▶ **What is needed**: Please write out each entry below exactly as it appears.

▶ **Data extracts**:
------------------------------------------------------------

//! Intelligent-life emergence curve.
//!
//! A triangular profile over cosmic time: the probability rises linearly from
//! the Big Bang to the present age of the universe, then falls linearly back
//! to zero by the time the last stars die.

use serde::Serialize;

use crate::error::{CosmicError, Result};

/// Current age of the universe in years.
pub const CURRENT_AGE_YEARS: f64 = 13.8e9;

/// Time at which stars stop forming and start dying out, in years.
pub const DECAY_AGE_YEARS: f64 = 1e12;

/// Probability of intelligent life `t` years after the Big Bang.
///
/// Assumes `0 < current_age < decay_age`. Use
/// [`LifeModelParameters::probability_at`] when the ages come from outside.
pub fn probability_of_intelligent_life(t: f64, current_age: f64, decay_age: f64) -> f64 {
    if t < 0.0 {
        0.0
    } else if t <= current_age {
        t / current_age
    } else if t <= decay_age {
        1.0 - (t - current_age) / (decay_age - current_age)
    } else {
        0.0
    }
}

/// Validated pair of ages that shape the life curve.
#[derive(Debug, Clone, Copy, PartialEq, Serialize)]
pub struct LifeModelParameters {
    current_age: f64,
    decay_age: f64,
}

impl LifeModelParameters {
    pub fn new(current_age: f64, decay_age: f64) -> Result<Self> {
        let valid = current_age.is_finite()
            && decay_age.is_finite()
            && current_age > 0.0
            && current_age < decay_age;
        if !valid {
            return Err(CosmicError::InvalidLifeParameters {
                current_age,
                decay_age,
            });
        }
        Ok(Self {
            current_age,
            decay_age,
        })
    }

    pub fn current_age(&self) -> f64 {
        self.current_age
    }

    pub fn decay_age(&self) -> f64 {
        self.decay_age
    }

    pub fn probability_at(&self, t: f64) -> f64 {
        probability_of_intelligent_life(t, self.current_age, self.decay_age)
    }
}

impl Default for LifeModelParameters {
    fn default() -> Self {
        Self {
            current_age: CURRENT_AGE_YEARS,
            decay_age: DECAY_AGE_YEARS,
        }
    }
}
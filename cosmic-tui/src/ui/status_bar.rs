//! Bottom status bar: panel hints, input mode, last status message.

use ratatui::Frame;
use ratatui::layout::Rect;
use ratatui::text::{Line, Span};
use ratatui::widgets::Paragraph;

use crate::app::{AppState, InputMode, StatusLevel};
use crate::theme;

pub fn render(f: &mut Frame, area: Rect, app: &AppState) {
    let mut spans: Vec<Span> = Vec::new();

    // Panel hints
    spans.push(Span::styled(" 1:Life 2:Asteroid 3:Help e:Errors", theme::muted()));

    if app.input_mode == InputMode::Editing {
        spans.push(Span::raw(" "));
        spans.push(Span::styled(" EDIT ", theme::tab_selected()));
    }

    // Separator
    spans.push(Span::raw(" | "));

    // Status message
    if let Some((msg, level)) = &app.status_message {
        let style = match level {
            StatusLevel::Info => theme::accent(),
            StatusLevel::Error => theme::negative(),
        };
        spans.push(Span::styled(msg.as_str(), style));
    }

    let line = Line::from(spans);
    let para = Paragraph::new(line);
    f.render_widget(para, area);
}
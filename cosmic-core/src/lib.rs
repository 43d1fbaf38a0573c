//! Cosmic Odyssey core: probability models, samplers, slider bindings and panels.
//!
//! This crate holds everything that does not touch a terminal:
//! - The two closed-form probability models (intelligent life, asteroid collision)
//! - Evenly spaced series generation over half-open domains
//! - Slider scales and free-text parsing
//! - Slider/text bindings that publish change events on a channel
//! - Per-panel state producing renderer-independent chart models
//! - TOML configuration

pub mod binding;
pub mod config;
pub mod control;
pub mod error;
pub mod models;
pub mod panel;
pub mod sampler;

pub use binding::{event_channel, ControlBinding, PanelEvent, PanelId};
pub use config::CosmicConfig;
pub use error::{CosmicError, Result};
pub use panel::{AsteroidPanel, ChartModel, LifePanel, ProbabilityPanel};
pub use sampler::{SampleDomain, SampleSeries};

------------------------------------------------------------

▶ **Answer space**:
//! Intelligent-life emergence curve.
//!
//! A triangular profile over cosmic time: the probability rises linearly from
//! the Big Bang to the present age of the universe, then falls linearly back
//! to zero by the time the last stars die.

use serde::Serialize;

use crate::error::{CosmicError, Result};

/// Current age of the universe in years.
pub const CURRENT_AGE_YEARS: f64 = 13.8e9;

/// Time at which stars stop forming and start dying out, in years.
pub const DECAY_AGE_YEARS: f64 = 1e12;

/// Probability of intelligent life `t` years after the Big Bang.
///
/// Assumes `0 < current_age < decay_age`. Use
/// [`LifeModelParameters::probability_at`] when the ages come from outside.
pub fn probability_of_intelligent_life(t: f64, current_age: f64, decay_age: f64) -> f64 {
    if t < 0.0 {
        0.0
    } else if t <= current_age {
        t / current_age
    } else if t <= decay_age {
        1.0 - (t - current_age) / (decay_age - current_age)
    } else {
        0.0
    }
}

/// Validated pair of ages that shape the life curve.
#[derive(Debug, Clone, Copy, PartialEq, Serialize)]
pub struct LifeModelParameters {
    current_age: f64,
    decay_age: f64,
}

impl LifeModelParameters {
    pub fn new(current_age: f64, decay_age: f64) -> Result<Self> {
        let valid = current_age.is_finite()
            && decay_age.is_finite()
            && current_age > 0.0
            && current_age < decay_age;
        if !valid {
            return Err(CosmicError::InvalidLifeParameters {
                current_age,
                decay_age,
            });
        }
        Ok(Self {
            current_age,
            decay_age,
        })
    }

    pub fn current_age(&self) -> f64 {
        self.current_age
    }

    pub fn decay_age(&self) -> f64 {
        self.decay_age
    }

    pub fn probability_at(&self, t: f64) -> f64 {
        probability_of_intelligent_life(t, self.current_age, self.decay_age)
    }
}

impl Default for LifeModelParameters {
    fn default() -> Self {
        Self {
            current_age: CURRENT_AGE_YEARS,
            decay_age: DECAY_AGE_YEARS,
        }
    }
}
filename cosmic-tui/src/ui/status_bar.rs
//! Bottom status bar: panel hints, input mode, last status message.

use ratatui::Frame;
use ratatui::layout::Rect;
use ratatui::text::{Line, Span};
use ratatui::widgets::Paragraph;

use crate::app::{AppState, InputMode, StatusLevel};
use crate::theme;

pub fn render(f: &mut Frame, area: Rect, app: &AppState) {
    let mut spans: Vec<Span> = Vec::new();

    // Panel hints
    spans.push(Span::styled(" 1:Life 2:Asteroid 3:Help e:Errors", theme::muted()));

    if app.input_mode == InputMode::Editing {
        spans.push(Span::raw(" "));
        spans.push(Span::styled(" EDIT ", theme::tab_selected()));
    }

    // Separator
    spans.push(Span::raw(" | "));

    // Status message
    if let Some((msg, level)) = &app.status_message {
        let style = match level {
            StatusLevel::Info => theme::accent(),
            StatusLevel::Error => theme::negative(),
        };
        spans.push(Span::styled(msg.as_str(), style));
    }

    let line = Line::from(spans);
    let para = Paragraph::new(line);
    f.render_widget(para, area);
}
filename cosmic-core/src/lib.rs
repository 43d1fbaf38a0573c
//! Cosmic Odyssey core: probability models, samplers, slider bindings and panels.
//!
//! This crate holds everything that does not touch a terminal:
//! - The two closed-form probability models (intelligent life, asteroid collision)
//! - Evenly spaced series generation over half-open domains
//! - Slider scales and free-text parsing
//! - Slider/text bindings that publish change events on a channel
//! - Per-panel state producing renderer-independent chart models
//! - TOML configuration

pub mod binding;
pub mod config;
pub mod control;
pub mod error;
pub mod models;
pub mod panel;
pub mod sampler;

pub use binding::{event_channel, ControlBinding, PanelEvent, PanelId};
pub use config::CosmicConfig;
pub use error::{CosmicError, Result};
pub use panel::{AsteroidPanel, ChartModel, LifePanel, ProbabilityPanel};
pub use sampler::{SampleDomain, SampleSeries};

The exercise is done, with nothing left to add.